Segment Start: Data in this exercise

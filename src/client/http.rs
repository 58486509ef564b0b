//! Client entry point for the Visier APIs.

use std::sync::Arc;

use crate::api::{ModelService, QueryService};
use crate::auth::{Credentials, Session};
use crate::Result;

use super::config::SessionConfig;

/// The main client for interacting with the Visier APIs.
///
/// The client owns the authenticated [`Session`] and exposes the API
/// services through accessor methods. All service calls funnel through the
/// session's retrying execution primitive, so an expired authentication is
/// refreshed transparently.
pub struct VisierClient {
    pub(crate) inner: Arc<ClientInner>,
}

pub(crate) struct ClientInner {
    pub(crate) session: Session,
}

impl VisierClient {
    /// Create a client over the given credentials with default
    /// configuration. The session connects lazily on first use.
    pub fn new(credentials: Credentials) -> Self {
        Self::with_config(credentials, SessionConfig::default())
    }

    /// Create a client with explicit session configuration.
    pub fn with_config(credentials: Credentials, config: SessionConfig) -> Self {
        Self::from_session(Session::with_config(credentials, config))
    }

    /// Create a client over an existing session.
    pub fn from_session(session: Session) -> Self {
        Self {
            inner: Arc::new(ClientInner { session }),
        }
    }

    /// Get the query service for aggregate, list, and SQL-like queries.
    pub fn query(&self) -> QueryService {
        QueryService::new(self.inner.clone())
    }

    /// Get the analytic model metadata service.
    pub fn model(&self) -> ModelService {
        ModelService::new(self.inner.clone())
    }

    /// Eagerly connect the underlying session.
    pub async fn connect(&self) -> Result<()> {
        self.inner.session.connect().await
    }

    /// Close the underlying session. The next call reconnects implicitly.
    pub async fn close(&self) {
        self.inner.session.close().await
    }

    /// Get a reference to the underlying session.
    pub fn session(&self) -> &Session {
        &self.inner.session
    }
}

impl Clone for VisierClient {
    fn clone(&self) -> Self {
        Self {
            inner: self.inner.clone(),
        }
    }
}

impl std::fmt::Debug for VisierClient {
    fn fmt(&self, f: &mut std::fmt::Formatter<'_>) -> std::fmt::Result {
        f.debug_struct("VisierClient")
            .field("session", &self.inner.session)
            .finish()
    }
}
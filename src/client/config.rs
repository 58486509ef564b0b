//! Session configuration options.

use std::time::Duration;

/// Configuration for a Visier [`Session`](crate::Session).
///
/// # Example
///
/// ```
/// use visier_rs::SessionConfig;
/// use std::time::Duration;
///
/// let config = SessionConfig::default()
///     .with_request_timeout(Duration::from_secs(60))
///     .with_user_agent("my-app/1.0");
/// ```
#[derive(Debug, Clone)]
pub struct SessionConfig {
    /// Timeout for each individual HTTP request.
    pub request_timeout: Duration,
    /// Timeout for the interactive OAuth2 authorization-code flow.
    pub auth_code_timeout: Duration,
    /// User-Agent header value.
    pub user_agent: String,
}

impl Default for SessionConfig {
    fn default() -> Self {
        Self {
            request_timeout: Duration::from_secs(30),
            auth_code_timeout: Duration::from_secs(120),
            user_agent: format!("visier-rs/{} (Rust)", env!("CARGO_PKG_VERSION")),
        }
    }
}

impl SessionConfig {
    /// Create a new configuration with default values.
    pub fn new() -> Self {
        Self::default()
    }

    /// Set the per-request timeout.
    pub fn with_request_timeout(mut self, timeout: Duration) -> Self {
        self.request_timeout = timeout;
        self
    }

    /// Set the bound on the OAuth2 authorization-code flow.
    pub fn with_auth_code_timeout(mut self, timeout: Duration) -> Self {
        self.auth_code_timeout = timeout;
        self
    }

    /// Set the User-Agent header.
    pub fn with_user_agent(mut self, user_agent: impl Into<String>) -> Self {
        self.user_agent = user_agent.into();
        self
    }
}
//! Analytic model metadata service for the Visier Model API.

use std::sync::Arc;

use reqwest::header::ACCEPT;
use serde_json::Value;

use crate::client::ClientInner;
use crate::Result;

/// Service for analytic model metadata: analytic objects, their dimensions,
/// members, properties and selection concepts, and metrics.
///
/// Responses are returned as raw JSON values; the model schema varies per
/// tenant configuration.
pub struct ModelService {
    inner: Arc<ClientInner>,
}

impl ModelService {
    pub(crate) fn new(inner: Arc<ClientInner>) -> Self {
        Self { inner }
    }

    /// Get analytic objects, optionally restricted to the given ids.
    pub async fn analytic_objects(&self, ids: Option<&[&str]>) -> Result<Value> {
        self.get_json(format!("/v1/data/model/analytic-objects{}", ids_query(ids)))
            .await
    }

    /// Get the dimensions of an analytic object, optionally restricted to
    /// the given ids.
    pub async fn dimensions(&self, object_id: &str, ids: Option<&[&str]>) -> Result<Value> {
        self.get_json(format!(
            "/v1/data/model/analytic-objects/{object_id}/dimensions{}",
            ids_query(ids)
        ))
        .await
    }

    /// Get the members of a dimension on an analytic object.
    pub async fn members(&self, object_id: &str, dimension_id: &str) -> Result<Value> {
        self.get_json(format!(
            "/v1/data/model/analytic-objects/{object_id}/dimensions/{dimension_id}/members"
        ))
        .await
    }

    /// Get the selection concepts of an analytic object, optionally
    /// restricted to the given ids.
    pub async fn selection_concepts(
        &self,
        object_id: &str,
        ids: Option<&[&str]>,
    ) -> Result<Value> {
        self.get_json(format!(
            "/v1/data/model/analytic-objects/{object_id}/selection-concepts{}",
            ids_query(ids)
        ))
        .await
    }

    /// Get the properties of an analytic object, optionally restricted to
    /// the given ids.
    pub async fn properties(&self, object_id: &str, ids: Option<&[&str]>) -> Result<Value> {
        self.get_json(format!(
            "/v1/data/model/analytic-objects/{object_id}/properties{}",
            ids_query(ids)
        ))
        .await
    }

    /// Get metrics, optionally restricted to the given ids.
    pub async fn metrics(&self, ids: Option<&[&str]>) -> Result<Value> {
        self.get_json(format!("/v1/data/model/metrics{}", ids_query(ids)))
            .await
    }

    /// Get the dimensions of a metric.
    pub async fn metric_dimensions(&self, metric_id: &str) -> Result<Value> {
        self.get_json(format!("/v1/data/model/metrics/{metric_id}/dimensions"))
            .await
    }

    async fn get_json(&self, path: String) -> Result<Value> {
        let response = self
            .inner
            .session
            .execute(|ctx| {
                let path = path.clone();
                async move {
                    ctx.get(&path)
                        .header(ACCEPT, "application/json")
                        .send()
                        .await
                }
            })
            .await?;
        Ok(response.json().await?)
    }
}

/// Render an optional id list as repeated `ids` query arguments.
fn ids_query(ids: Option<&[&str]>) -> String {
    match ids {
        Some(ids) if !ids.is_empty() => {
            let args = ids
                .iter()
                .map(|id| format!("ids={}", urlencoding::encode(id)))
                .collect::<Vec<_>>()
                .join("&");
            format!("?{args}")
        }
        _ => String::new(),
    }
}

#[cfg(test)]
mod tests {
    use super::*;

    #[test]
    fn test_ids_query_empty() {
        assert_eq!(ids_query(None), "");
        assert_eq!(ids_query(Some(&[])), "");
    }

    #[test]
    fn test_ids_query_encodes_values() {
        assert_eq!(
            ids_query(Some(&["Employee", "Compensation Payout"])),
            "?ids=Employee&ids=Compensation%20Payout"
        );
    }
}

Segment End: Data in this exercise

Exercise
Take the entries above and transcribe them exactly.

Finished task
filename src/client/http.rs
repository 58486509ef564b0b
//! Client entry point for the Visier APIs.

use std::sync::Arc;

use crate::api::{ModelService, QueryService};
use crate::auth::{Credentials, Session};
use crate::Result;

use super::config::SessionConfig;

/// The main client for interacting with the Visier APIs.
///
/// The client owns the authenticated [`Session`] and exposes the API
/// services through accessor methods. All service calls funnel through the
/// session's retrying execution primitive, so an expired authentication is
/// refreshed transparently.
pub struct VisierClient {
    pub(crate) inner: Arc<ClientInner>,
}

pub(crate) struct ClientInner {
    pub(crate) session: Session,
}

impl VisierClient {
    /// Create a client over the given credentials with default
    /// configuration. The session connects lazily on first use.
    pub fn new(credentials: Credentials) -> Self {
        Self::with_config(credentials, SessionConfig::default())
    }

    /// Create a client with explicit session configuration.
    pub fn with_config(credentials: Credentials, config: SessionConfig) -> Self {
        Self::from_session(Session::with_config(credentials, config))
    }

    /// Create a client over an existing session.
    pub fn from_session(session: Session) -> Self {
        Self {
            inner: Arc::new(ClientInner { session }),
        }
    }

    /// Get the query service for aggregate, list, and SQL-like queries.
    pub fn query(&self) -> QueryService {
        QueryService::new(self.inner.clone())
    }

    /// Get the analytic model metadata service.
    pub fn model(&self) -> ModelService {
        ModelService::new(self.inner.clone())
    }

    /// Eagerly connect the underlying session.
    pub async fn connect(&self) -> Result<()> {
        self.inner.session.connect().await
    }

    /// Close the underlying session. The next call reconnects implicitly.
    pub async fn close(&self) {
        self.inner.session.close().await
    }

    /// Get a reference to the underlying session.
    pub fn session(&self) -> &Session {
        &self.inner.session
    }
}

impl Clone for VisierClient {
    fn clone(&self) -> Self {
        Self {
            inner: self.inner.clone(),
        }
    }
}

impl std::fmt::Debug for VisierClient {
    fn fmt(&self, f: &mut std::fmt::Formatter<'_>) -> std::fmt::Result {
        f.debug_struct("VisierClient")
            .field("session", &self.inner.session)
            .finish()
    }
}
filename src/client/config.rs
repository 58486509ef564b0b
//! Session configuration options.

use std::time::Duration;

/// Configuration for a Visier [`Session`](crate::Session).
///
/// # Example
///
/// ```
/// use visier_rs::SessionConfig;
/// use std::time::Duration;
///
/// let config = SessionConfig::default()
///     .with_request_timeout(Duration::from_secs(60))
///     .with_user_agent("my-app/1.0");
/// ```
#[derive(Debug, Clone)]
pub struct SessionConfig {
    /// Timeout for each individual HTTP request.
    pub request_timeout: Duration,
    /// Timeout for the interactive OAuth2 authorization-code flow.
    pub auth_code_timeout: Duration,
    /// User-Agent header value.
    pub user_agent: String,
}

impl Default for SessionConfig {
    fn default() -> Self {
        Self {
            request_timeout: Duration::from_secs(30),
            auth_code_timeout: Duration::from_secs(120),
            user_agent: format!("visier-rs/{} (Rust)", env!("CARGO_PKG_VERSION")),
        }
    }
}

impl SessionConfig {
    /// Create a new configuration with default values.
    pub fn new() -> Self {
        Self::default()
    }

    /// Set the per-request timeout.
    pub fn with_request_timeout(mut self, timeout: Duration) -> Self {
        self.request_timeout = timeout;
        self
    }

    /// Set the bound on the OAuth2 authorization-code flow.
    pub fn with_auth_code_timeout(mut self, timeout: Duration) -> Self {
        self.auth_code_timeout = timeout;
        self
    }

    /// Set the User-Agent header.
    pub fn with_user_agent(mut self, user_agent: impl Into<String>) -> Self {
        self.user_agent = user_agent.into();
        self
    }
}
//! Analytic model metadata service for the Visier Model API.

use std::sync::Arc;

use reqwest::header::ACCEPT;
use serde_json::Value;

use crate::client::ClientInner;
use crate::Result;

/// Service for analytic model metadata: analytic objects, their dimensions,
/// members, properties and selection concepts, and metrics.
///
/// Responses are returned as raw JSON values; the model schema varies per
/// tenant configuration.
pub struct ModelService {
    inner: Arc<ClientInner>,
}

impl ModelService {
    pub(crate) fn new(inner: Arc<ClientInner>) -> Self {
        Self { inner }
    }

    /// Get analytic objects, optionally restricted to the given ids.
    pub async fn analytic_objects(&self, ids: Option<&[&str]>) -> Result<Value> {
        self.get_json(format!("/v1/data/model/analytic-objects{}", ids_query(ids)))
            .await
    }

    /// Get the dimensions of an analytic object, optionally restricted to
    /// the given ids.
    pub async fn dimensions(&self, object_id: &str, ids: Option<&[&str]>) -> Result<Value> {
        self.get_json(format!(
            "/v1/data/model/analytic-objects/{object_id}/dimensions{}",
            ids_query(ids)
        ))
        .await
    }

    /// Get the members of a dimension on an analytic object.
    pub async fn members(&self, object_id: &str, dimension_id: &str) -> Result<Value> {
        self.get_json(format!(
            "/v1/data/model/analytic-objects/{object_id}/dimensions/{dimension_id}/members"
        ))
        .await
    }

    /// Get the selection concepts of an analytic object, optionally
    /// restricted to the given ids.
    pub async fn selection_concepts(
        &self,
        object_id: &str,
        ids: Option<&[&str]>,
    ) -> Result<Value> {
        self.get_json(format!(
            "/v1/data/model/analytic-objects/{object_id}/selection-concepts{}",
            ids_query(ids)
        ))
        .await
    }

    /// Get the properties of an analytic object, optionally restricted to
    /// the given ids.
    pub async fn properties(&self, object_id: &str, ids: Option<&[&str]>) -> Result<Value> {
        self.get_json(format!(
            "/v1/data/model/analytic-objects/{object_id}/properties{}",
            ids_query(ids)
        ))
        .await
    }

    /// Get metrics, optionally restricted to the given ids.
    pub async fn metrics(&self, ids: Option<&[&str]>) -> Result<Value> {
        self.get_json(format!("/v1/data/model/metrics{}", ids_query(ids)))
            .await
    }

    /// Get the dimensions of a metric.
    pub async fn metric_dimensions(&self, metric_id: &str) -> Result<Value> {
        self.get_json(format!("/v1/data/model/metrics/{metric_id}/dimensions"))
            .await
    }

    async fn get_json(&self, path: String) -> Result<Value> {
        let response = self
            .inner
            .session
            .execute(|ctx| {
                let path = path.clone();
                async move {
                    ctx.get(&path)
                        .header(ACCEPT, "application/json")
                        .send()
                        .await
                }
            })
            .await?;
        Ok(response.json().await?)
    }
}

/// Render an optional id list as repeated `ids` query arguments.
fn ids_query(ids: Option<&[&str]>) -> String {
    match ids {
        Some(ids) if !ids.is_empty() => {
            let args = ids
                .iter()
                .map(|id| format!("ids={}", urlencoding::encode(id)))
                .collect::<Vec<_>>()
                .join("&");
            format!("?{args}")
        }
        _ => String::new(),
    }
}

#[cfg(test)]
mod tests {
    use super::*;

    #[test]
    fn test_ids_query_empty() {
        assert_eq!(ids_query(None), "");
        assert_eq!(ids_query(Some(&[])), "");
    }

    #[test]
    fn test_ids_query_encodes_values() {
        assert_eq!(
            ids_query(Some(&["Employee", "Compensation Payout"])),
            "?ids=Employee&ids=Compensation%20Payout"
        );
    }
}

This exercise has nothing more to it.